# WHAT IS EXPECTED:
Return only the number of lines in the data below where the word "InvalidToken" appears.

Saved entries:
━━━━

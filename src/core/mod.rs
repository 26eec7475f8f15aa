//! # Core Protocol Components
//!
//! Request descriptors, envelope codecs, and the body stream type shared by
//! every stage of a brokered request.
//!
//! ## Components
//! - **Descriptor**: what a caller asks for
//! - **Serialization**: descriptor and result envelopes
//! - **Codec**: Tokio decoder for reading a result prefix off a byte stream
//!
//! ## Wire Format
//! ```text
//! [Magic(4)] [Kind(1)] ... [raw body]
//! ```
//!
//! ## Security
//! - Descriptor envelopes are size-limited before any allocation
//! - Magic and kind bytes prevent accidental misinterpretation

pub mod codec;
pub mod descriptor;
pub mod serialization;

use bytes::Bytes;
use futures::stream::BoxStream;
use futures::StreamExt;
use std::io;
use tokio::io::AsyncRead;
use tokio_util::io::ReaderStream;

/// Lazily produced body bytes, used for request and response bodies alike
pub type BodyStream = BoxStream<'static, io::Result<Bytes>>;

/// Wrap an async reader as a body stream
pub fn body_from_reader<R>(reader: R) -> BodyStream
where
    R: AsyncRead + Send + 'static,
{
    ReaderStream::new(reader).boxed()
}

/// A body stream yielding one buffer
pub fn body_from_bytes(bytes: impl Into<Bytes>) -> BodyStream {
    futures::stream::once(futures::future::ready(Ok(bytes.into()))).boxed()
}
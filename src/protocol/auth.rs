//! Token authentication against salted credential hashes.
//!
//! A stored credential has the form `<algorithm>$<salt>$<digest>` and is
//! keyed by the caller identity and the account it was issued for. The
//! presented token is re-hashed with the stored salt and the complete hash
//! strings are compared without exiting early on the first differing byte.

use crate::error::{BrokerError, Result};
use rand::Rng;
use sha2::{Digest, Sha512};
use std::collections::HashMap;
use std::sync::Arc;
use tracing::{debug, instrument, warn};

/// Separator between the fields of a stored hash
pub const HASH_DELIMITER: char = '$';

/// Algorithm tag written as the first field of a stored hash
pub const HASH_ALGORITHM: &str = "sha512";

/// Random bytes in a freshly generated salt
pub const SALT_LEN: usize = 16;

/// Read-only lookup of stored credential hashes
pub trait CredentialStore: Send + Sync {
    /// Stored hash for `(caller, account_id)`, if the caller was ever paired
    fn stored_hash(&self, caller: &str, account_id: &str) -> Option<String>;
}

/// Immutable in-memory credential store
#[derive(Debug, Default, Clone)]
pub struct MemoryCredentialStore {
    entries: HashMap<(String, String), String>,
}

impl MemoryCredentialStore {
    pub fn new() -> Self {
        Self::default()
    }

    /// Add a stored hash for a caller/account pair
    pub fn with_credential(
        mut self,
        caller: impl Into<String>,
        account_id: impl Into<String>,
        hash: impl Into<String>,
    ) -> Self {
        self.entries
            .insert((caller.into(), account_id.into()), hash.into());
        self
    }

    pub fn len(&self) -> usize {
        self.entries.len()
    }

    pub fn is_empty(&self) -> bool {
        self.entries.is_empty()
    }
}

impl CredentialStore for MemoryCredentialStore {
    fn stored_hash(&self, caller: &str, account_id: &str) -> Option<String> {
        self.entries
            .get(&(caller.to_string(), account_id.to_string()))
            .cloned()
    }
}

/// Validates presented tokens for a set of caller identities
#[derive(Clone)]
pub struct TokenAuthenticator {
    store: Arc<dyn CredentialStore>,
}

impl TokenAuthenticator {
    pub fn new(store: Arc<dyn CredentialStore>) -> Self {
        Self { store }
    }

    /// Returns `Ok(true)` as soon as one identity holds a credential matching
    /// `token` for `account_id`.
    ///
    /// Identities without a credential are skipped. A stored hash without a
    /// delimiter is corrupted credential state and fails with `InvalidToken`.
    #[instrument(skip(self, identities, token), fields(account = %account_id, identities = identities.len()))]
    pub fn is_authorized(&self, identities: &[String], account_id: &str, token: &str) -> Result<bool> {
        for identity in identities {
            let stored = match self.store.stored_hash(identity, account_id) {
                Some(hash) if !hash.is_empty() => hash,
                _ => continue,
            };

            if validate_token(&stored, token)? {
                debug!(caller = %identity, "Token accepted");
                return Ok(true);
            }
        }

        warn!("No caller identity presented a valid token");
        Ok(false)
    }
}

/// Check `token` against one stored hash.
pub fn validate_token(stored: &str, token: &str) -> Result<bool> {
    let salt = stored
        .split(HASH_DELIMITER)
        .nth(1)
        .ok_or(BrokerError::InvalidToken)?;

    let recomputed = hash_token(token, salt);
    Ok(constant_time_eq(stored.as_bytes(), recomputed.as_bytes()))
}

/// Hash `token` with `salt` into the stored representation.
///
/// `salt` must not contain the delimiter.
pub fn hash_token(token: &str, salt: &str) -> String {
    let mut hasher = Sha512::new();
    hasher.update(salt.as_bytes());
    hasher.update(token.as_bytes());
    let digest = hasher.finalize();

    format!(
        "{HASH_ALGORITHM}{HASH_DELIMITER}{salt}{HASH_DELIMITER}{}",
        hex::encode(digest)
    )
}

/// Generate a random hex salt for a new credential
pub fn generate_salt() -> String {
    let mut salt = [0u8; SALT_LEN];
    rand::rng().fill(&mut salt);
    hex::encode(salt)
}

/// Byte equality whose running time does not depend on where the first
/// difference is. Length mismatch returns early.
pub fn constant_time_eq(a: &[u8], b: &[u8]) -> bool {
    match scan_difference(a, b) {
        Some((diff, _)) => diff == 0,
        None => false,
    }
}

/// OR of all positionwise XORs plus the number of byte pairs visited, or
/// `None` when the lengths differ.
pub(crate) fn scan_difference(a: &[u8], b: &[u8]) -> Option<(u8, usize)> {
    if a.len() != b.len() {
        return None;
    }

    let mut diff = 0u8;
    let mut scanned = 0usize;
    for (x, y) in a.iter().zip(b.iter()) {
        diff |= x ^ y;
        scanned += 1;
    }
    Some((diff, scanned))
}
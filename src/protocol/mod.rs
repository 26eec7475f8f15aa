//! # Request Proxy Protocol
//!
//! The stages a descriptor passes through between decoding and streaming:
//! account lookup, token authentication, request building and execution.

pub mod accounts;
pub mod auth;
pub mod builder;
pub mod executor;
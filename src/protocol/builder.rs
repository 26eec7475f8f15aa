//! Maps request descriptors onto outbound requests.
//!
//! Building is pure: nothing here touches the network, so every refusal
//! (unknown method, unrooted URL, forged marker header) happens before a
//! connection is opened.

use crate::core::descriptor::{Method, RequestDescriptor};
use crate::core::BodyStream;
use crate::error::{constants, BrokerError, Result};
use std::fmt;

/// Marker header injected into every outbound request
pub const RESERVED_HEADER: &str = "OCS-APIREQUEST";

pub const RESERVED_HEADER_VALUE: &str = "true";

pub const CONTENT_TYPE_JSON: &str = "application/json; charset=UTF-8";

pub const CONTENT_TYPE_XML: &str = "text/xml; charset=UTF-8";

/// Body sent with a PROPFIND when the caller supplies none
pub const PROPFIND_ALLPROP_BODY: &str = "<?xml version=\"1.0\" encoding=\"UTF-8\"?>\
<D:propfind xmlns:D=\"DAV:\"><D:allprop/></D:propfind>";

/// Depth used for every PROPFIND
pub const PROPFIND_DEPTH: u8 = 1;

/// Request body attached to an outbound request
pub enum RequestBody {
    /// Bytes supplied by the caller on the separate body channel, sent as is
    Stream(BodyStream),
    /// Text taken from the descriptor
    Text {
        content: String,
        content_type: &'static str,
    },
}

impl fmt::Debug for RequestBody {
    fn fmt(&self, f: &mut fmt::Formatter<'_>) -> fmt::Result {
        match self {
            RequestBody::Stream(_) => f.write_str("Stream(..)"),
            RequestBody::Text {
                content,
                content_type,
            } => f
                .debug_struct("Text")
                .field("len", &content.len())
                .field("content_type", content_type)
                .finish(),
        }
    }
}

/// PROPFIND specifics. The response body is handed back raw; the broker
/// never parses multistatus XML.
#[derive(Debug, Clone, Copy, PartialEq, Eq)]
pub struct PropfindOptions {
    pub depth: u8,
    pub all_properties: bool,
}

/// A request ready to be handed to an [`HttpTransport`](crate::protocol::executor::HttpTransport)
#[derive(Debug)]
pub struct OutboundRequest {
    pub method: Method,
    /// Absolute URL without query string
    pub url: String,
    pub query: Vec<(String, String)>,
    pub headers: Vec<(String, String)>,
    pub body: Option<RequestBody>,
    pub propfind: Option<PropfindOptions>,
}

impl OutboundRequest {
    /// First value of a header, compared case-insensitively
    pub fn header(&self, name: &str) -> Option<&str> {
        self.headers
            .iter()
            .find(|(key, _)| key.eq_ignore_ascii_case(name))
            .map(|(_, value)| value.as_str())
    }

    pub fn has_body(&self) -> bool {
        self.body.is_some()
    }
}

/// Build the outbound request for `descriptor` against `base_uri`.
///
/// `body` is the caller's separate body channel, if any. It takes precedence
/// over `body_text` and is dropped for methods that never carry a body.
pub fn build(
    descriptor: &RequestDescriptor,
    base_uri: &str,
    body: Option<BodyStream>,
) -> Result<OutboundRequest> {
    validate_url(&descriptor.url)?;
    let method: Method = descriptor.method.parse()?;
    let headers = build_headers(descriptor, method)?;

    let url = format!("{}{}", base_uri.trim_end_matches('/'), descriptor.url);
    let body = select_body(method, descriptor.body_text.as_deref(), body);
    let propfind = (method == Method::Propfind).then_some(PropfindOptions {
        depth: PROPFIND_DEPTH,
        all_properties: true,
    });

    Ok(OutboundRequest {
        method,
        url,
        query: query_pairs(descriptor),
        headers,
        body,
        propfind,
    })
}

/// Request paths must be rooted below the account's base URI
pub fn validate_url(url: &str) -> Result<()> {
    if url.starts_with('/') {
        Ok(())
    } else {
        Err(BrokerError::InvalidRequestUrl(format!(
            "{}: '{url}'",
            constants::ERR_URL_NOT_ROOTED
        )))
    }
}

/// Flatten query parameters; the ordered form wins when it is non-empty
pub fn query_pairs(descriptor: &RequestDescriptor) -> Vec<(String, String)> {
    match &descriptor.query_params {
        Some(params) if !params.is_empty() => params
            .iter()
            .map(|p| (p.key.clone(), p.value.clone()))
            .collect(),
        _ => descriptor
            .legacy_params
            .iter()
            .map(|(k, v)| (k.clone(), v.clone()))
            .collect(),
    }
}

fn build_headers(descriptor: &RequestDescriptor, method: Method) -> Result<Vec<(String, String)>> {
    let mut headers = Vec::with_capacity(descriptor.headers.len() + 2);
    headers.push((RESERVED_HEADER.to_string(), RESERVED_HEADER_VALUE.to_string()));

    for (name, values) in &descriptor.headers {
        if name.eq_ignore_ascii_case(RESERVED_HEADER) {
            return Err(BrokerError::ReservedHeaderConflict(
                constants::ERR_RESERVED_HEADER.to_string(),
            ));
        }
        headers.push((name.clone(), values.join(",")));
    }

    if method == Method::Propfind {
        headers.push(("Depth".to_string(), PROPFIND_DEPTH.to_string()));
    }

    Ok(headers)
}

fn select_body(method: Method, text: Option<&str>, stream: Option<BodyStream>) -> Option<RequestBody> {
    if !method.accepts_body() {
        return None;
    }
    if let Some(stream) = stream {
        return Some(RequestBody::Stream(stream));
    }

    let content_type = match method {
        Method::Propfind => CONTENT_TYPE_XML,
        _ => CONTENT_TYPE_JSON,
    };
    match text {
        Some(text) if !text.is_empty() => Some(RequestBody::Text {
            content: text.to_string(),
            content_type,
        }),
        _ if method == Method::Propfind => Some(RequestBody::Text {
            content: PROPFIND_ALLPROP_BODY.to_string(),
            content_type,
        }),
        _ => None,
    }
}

━━━━

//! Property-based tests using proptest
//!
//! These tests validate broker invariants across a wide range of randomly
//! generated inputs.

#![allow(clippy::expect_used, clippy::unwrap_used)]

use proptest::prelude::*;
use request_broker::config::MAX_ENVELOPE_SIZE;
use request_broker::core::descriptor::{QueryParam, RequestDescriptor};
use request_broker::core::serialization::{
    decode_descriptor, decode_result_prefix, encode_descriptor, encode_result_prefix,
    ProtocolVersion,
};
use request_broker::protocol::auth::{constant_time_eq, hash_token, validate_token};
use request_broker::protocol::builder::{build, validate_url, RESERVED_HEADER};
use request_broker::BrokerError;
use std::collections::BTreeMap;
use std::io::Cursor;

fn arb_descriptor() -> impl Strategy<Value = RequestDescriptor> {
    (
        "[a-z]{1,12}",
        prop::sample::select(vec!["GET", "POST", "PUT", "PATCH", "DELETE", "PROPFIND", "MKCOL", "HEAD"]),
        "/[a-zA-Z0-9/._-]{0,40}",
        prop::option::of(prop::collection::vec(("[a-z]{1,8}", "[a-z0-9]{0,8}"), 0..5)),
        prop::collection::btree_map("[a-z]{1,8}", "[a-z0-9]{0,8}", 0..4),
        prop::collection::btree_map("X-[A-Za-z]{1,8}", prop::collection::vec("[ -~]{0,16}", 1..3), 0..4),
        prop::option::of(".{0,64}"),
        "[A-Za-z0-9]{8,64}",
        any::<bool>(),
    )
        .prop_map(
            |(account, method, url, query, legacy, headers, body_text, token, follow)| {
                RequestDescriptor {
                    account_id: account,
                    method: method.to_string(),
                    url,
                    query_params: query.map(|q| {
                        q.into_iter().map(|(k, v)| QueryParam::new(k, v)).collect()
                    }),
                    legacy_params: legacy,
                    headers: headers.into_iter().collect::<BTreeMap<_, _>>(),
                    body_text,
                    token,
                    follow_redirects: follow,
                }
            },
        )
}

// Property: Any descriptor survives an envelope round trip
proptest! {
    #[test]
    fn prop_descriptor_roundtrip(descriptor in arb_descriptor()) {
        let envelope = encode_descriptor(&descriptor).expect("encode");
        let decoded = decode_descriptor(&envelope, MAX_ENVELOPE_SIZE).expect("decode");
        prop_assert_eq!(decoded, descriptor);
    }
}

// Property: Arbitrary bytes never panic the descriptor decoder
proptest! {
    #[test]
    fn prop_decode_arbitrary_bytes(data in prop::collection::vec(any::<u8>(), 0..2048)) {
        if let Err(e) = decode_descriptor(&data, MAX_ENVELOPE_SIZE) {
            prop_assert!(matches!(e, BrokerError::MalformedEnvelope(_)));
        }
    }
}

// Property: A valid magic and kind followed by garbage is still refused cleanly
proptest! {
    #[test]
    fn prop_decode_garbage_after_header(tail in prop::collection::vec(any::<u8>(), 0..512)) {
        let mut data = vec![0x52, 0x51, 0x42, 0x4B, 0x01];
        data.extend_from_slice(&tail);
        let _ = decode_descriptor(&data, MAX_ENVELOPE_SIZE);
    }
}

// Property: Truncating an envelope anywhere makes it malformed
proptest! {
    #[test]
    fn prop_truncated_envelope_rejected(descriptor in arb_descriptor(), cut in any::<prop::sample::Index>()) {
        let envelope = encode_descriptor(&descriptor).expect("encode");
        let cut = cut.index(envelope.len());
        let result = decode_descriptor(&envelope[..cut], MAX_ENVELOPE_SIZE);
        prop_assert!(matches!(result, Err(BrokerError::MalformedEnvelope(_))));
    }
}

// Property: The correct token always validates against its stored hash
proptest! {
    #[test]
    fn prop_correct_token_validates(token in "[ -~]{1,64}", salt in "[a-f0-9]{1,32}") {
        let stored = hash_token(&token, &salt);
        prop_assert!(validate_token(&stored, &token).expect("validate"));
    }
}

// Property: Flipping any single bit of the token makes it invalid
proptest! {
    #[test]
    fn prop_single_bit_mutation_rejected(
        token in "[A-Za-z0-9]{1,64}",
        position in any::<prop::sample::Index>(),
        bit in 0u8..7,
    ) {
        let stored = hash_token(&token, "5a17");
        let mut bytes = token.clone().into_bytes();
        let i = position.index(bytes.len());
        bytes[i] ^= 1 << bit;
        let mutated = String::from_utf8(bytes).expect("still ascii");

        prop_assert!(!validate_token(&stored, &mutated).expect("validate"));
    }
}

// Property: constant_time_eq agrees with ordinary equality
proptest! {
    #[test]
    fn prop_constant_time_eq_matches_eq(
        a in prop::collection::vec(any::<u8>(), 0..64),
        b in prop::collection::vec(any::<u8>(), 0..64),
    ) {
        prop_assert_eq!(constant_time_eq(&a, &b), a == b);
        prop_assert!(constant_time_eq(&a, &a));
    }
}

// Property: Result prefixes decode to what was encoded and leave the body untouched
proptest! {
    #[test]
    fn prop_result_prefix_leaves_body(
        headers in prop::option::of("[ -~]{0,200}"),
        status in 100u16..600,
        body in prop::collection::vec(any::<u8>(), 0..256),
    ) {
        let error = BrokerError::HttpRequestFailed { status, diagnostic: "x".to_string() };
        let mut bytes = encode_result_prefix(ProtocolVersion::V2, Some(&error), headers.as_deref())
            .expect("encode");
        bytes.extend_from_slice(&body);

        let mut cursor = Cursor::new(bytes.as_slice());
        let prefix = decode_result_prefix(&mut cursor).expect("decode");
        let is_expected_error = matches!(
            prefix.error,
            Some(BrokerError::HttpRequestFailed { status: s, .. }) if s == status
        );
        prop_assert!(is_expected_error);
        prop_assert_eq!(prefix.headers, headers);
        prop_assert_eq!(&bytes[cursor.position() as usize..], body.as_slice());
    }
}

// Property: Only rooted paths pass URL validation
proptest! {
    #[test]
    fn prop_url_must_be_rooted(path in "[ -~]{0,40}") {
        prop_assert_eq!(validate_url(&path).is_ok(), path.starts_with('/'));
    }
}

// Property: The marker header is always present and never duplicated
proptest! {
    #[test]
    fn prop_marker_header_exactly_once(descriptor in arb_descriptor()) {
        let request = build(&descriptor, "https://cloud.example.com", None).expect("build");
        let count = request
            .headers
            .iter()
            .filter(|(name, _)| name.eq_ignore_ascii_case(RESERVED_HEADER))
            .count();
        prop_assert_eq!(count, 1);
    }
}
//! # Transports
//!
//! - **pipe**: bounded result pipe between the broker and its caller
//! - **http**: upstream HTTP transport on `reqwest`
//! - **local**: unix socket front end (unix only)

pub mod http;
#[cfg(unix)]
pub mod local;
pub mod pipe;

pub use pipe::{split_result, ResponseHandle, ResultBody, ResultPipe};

━━━━

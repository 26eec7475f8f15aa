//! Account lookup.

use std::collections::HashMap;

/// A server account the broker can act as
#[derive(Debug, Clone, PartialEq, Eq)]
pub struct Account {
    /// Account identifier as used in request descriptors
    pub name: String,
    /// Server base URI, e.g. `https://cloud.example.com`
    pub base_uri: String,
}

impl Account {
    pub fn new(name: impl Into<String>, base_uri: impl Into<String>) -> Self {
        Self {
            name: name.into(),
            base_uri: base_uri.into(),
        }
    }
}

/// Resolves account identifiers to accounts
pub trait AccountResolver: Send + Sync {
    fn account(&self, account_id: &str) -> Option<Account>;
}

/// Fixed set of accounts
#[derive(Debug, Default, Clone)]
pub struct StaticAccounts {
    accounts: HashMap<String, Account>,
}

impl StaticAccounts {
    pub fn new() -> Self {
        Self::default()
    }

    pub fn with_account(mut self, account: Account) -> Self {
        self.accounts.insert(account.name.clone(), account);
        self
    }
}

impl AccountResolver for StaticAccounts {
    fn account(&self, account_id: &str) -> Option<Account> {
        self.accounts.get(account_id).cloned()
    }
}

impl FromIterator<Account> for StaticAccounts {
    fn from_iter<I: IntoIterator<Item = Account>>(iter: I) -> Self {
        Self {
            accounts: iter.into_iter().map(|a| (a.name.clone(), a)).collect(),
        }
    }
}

━━━━

# RESULT OF THE EXERCISE:
2